Third, even though the lands were already protected as open space under the general plan, the Court upheld the compensatory mitigation for permanent loss of habitat. Because the general plan is aspirational and does not itself create a legal restraint on development, the compensatory mitigation imposed by the City would, in fact, add a legal restraint on development by explicitly requiring implementation of a conservation easement. The Court also distinguished the Fifth Appellate District’s decision in King & Gardiner Farms, LLC v. Cnty. of Kern (2020) 45 Cal.App.5th 814, which rejected the use of conservation easements as mitigation for loss of farmland because such easements do not replace the farmland lost to development. As the Court here noted, CEQA does not require measures to completely eliminate the environmental impacts of a project; instead, CEQA and its Guidelines explicitly permit mitigation through preservation of substitute resources.  (Citing Guidelines, § 1537(e).)  This holding is important after King and Gardiner, as it affirms the long line of cases finding that conservation easements can serve as effective mitigation under CEQA.

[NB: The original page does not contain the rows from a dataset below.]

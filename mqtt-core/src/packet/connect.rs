use bytes::{Buf, BufMut, Bytes, BytesMut};

use crate::{
    err::{DecodeError, DecodeErrorKind, EncodeError},
    io::{decode_bytes, decode_utf8, encode_bytes, encode_packet_length, encode_utf8},
    qos::QosLevel,
};

use super::PacketType;

/// MQTT 3.1 uses the protocol name "MQIsdp" and protocol level 3, unlike the
/// later 3.1.1 revision which renamed the name to "MQTT" and bumped the level to 4.
const PROTOCOL_NAME: &str = "MQIsdp";
const PROTOCOL_LEVEL: u8 = 3;

const FLAG_USERNAME: u8 = 0b1000_0000;
const FLAG_PASSWORD: u8 = 0b0100_0000;
const FLAG_WILL_RETAIN: u8 = 0b0010_0000;
const FLAG_WILL_QOS: u8 = 0b0001_1000;
const FLAG_WILL: u8 = 0b0000_0100;
const FLAG_CLEAN_SESSION: u8 = 0b0000_0010;

#[derive(PartialEq, Debug, Clone)]
pub struct Will {
    pub topic: String,
    pub message: Bytes,
    pub qos: QosLevel,
    pub retain: bool,
}

#[derive(PartialEq, Debug, Clone)]
pub struct ConnectPacket {
    pub client_id: String,
    pub clean_session: bool,
    pub keep_alive: u16,
    pub will: Option<Will>,
    pub username: Option<String>,
    pub password: Option<Bytes>,
}

impl ConnectPacket {
    pub fn new(client_id: String, clean_session: bool, keep_alive: u16) -> Self {
        return Self {
            client_id,
            clean_session,
            keep_alive,
            will: None,
            username: None,
            password: None,
        };
    }

    pub fn with_will(mut self, will: Will) -> Self {
        self.will = Some(will);
        return self;
    }

    pub fn with_credentials(mut self, username: String, password: Option<Bytes>) -> Self {
        self.username = Some(username);
        self.password = password;
        return self;
    }

    pub fn encode(&self) -> Result<Bytes, EncodeError> {
        let mut variable_header = BytesMut::new();
        encode_utf8(&mut variable_header, PROTOCOL_NAME)?;
        variable_header.put_u8(PROTOCOL_LEVEL);

        let mut flags: u8 = 0;
        if self.clean_session {
            flags |= FLAG_CLEAN_SESSION;
        }

        let mut payload = BytesMut::new();

        if let Some(will) = &self.will {
            flags |= FLAG_WILL;
            flags |= (will.qos as u8) << 3;
            if will.retain {
                flags |= FLAG_WILL_RETAIN;
            }
        }
        if self.username.is_some() {
            flags |= FLAG_USERNAME;
        }
        if self.password.is_some() {
            flags |= FLAG_PASSWORD;
        }

        variable_header.put_u8(flags);
        variable_header.put_u16(self.keep_alive);

        encode_utf8(&mut payload, &self.client_id)?;

        if let Some(will) = &self.will {
            encode_utf8(&mut payload, &will.topic)?;
            encode_bytes(&mut payload, &will.message)?;
        }
        if let Some(username) = &self.username {
            encode_utf8(&mut payload, username)?;
        }
        if let Some(password) = &self.password {
            encode_bytes(&mut payload, password)?;
        }

        let mut out = BytesMut::new();
        out.put_u8(PacketType::CONNECT as u8);
        encode_packet_length(&mut out, variable_header.len() + payload.len())?;
        out.extend_from_slice(&variable_header);
        out.extend_from_slice(&payload);

        return Ok(out.freeze());
    }

    pub fn decode(bytes: &mut Bytes) -> Result<Self, DecodeError> {
        let protocol_name = decode_utf8(bytes)?;
        if protocol_name != PROTOCOL_NAME {
            return Err(DecodeError::new(
                DecodeErrorKind::InvalidProtocol,
                format!("Expected protocol name \"{PROTOCOL_NAME}\", found \"{protocol_name}\""),
            ));
        }

        if bytes.is_empty() {
            return Err(DecodeError::new(DecodeErrorKind::Eof, String::from("Missing protocol level.")));
        }
        let level = bytes.get_u8();
        if level != PROTOCOL_LEVEL {
            return Err(DecodeError::new(
                DecodeErrorKind::InvalidProtocol,
                format!("Expected protocol level {PROTOCOL_LEVEL}, found {level}"),
            ));
        }

        if bytes.is_empty() {
            return Err(DecodeError::new(DecodeErrorKind::Eof, String::from("Missing connect flags.")));
        }
        let flags = bytes.get_u8();

        if bytes.len() < 2 {
            return Err(DecodeError::new(DecodeErrorKind::Eof, String::from("Missing keep-alive.")));
        }
        let keep_alive = bytes.get_u16();

        let client_id = decode_utf8(bytes)?;

        let will = if flags & FLAG_WILL != 0 {
            let qos = QosLevel::try_from((flags & FLAG_WILL_QOS) >> 3)
                .map_err(|_| DecodeError::new(DecodeErrorKind::WillQoS, String::from("Invalid will QoS.")))?;
            let topic = decode_utf8(bytes)?;
            let message = decode_bytes(bytes)?;
            Some(Will {
                topic,
                message,
                qos,
                retain: flags & FLAG_WILL_RETAIN != 0,
            })
        } else if flags & FLAG_WILL_QOS != 0 || flags & FLAG_WILL_RETAIN != 0 {
            return Err(DecodeError::new(
                DecodeErrorKind::Will,
                String::from("Will QoS/retain set without the will flag."),
            ));
        } else {
            None
        };

        let username = if flags & FLAG_USERNAME != 0 {
            Some(decode_utf8(bytes)?)
        } else {
            None
        };

        let password = if flags & FLAG_PASSWORD != 0 {
            if username.is_none() {
                return Err(DecodeError::new(
                    DecodeErrorKind::UsernamePassword,
                    String::from("Password flag set without username flag."),
                ));
            }
            Some(decode_bytes(bytes)?)
        } else {
            None
        };

        return Ok(Self {
            client_id,
            clean_session: flags & FLAG_CLEAN_SESSION != 0,
            keep_alive,
            will,
            username,
            password,
        });
    }
}

#[cfg(test)]
mod packet {
    use bytes::Bytes;

    use super::{ConnectPacket, Will};
    use crate::qos::QosLevel;

    #[test]
    fn roundtrip_minimal() {
        let packet = ConnectPacket::new(String::from("client-1"), true, 60);
        let mut bytes = packet.encode().unwrap();

        // strip fixed header before decode, matching what the transport layer does
        bytes.split_to(2);
        let decoded = ConnectPacket::decode(&mut bytes).unwrap();

        assert_eq!(decoded, packet);
    }

    #[test]
    fn roundtrip_with_will_and_credentials() {
        let packet = ConnectPacket::new(String::from("client-2"), false, 30)
            .with_will(Will {
                topic: String::from("a/b"),
                message: Bytes::from_static(b"bye"),
                qos: QosLevel::ExactlyOnce,
                retain: true,
            })
            .with_credentials(String::from("user"), Some(Bytes::from_static(b"pass")));

        let mut bytes = packet.encode().unwrap();
        bytes.split_to(2);
        let decoded = ConnectPacket::decode(&mut bytes).unwrap();

        assert_eq!(decoded, packet);
    }

    #[test]
    fn rejects_wrong_protocol_level() {
        let mut bytes = bytes::BytesMut::new();
        crate::io::encode_utf8(&mut bytes, "MQIsdp").unwrap();
        bytes.extend_from_slice(&[4, 0, 0, 60]);
        crate::io::encode_utf8(&mut bytes, "c").unwrap();
        let mut bytes = bytes.freeze();

        assert!(ConnectPacket::decode(&mut bytes).is_err());
    }
}
pub use mqtt_core::err::client::{ClientError, ErrorKind};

Based on the Court’s resolution of these issues, it instructed the trial court to enter judgment in favor of Petitioner on the no-project alternative analysis. In the authors’ opinion, this decision raises the bar and goes beyond the statute, guidelines, and prior case law by expanding the considerations that must come into play when identifying and evaluating the no-project alternative. This warrants careful attention during the CEQA process, and in identifying the bases for disregarding project alternatives put forth by project opponents.